What is required: From the records below, pull each line that has "NpcId".
*** Begin section ***
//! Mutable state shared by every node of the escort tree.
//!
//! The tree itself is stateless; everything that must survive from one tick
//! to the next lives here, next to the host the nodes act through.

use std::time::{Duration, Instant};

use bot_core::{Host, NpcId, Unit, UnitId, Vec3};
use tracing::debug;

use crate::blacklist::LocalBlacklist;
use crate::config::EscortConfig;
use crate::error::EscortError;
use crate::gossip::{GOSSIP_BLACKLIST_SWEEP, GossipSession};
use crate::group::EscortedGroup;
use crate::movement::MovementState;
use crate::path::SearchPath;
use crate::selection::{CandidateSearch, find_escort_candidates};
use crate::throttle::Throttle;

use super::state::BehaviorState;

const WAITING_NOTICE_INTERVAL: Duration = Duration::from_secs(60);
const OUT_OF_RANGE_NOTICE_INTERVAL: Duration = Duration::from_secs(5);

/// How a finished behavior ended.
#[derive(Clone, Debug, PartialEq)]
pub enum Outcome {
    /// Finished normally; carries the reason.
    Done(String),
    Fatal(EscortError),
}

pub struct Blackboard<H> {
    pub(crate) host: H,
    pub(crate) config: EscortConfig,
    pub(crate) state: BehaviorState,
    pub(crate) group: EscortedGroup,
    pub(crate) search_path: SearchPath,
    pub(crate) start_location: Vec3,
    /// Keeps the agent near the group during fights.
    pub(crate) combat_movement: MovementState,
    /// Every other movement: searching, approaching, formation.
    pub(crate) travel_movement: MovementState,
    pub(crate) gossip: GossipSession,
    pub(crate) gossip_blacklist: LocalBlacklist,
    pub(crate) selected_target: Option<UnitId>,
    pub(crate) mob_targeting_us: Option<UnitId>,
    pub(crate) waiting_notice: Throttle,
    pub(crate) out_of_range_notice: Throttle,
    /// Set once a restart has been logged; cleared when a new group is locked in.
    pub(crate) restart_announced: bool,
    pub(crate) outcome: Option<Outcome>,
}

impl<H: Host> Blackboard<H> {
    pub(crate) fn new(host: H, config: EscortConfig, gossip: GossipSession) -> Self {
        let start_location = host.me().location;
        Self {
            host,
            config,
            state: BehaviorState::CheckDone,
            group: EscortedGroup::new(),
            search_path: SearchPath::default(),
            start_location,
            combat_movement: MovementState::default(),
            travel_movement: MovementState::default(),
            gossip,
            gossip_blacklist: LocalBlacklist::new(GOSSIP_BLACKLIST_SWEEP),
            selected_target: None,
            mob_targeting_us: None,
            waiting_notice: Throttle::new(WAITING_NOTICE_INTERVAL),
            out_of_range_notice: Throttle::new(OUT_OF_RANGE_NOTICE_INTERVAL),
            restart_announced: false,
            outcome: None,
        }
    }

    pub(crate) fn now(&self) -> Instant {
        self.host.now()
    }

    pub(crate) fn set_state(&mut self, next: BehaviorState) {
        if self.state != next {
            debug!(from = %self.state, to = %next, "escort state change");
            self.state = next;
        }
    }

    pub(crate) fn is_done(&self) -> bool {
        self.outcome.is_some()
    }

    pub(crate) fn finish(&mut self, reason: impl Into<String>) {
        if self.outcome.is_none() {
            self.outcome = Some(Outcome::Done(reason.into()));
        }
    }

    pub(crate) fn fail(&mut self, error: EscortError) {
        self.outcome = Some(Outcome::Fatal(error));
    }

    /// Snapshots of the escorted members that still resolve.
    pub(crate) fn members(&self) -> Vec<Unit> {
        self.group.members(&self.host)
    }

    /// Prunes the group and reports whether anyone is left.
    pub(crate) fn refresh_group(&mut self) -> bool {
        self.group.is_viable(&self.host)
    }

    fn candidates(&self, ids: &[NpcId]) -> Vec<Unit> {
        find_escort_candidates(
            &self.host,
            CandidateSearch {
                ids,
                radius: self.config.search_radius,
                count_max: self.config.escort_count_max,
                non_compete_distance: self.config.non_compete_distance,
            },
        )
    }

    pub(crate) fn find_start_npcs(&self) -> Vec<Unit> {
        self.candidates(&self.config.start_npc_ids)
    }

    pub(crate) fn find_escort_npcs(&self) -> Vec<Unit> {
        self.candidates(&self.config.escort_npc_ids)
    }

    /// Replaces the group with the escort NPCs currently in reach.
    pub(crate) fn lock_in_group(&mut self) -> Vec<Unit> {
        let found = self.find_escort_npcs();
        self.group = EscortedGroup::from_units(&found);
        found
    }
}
*** End section ***
Response area:
use bot_core::{Host, NpcId, Unit, UnitId, Vec3};
    fn candidates(&self, ids: &[NpcId]) -> Vec<Unit> {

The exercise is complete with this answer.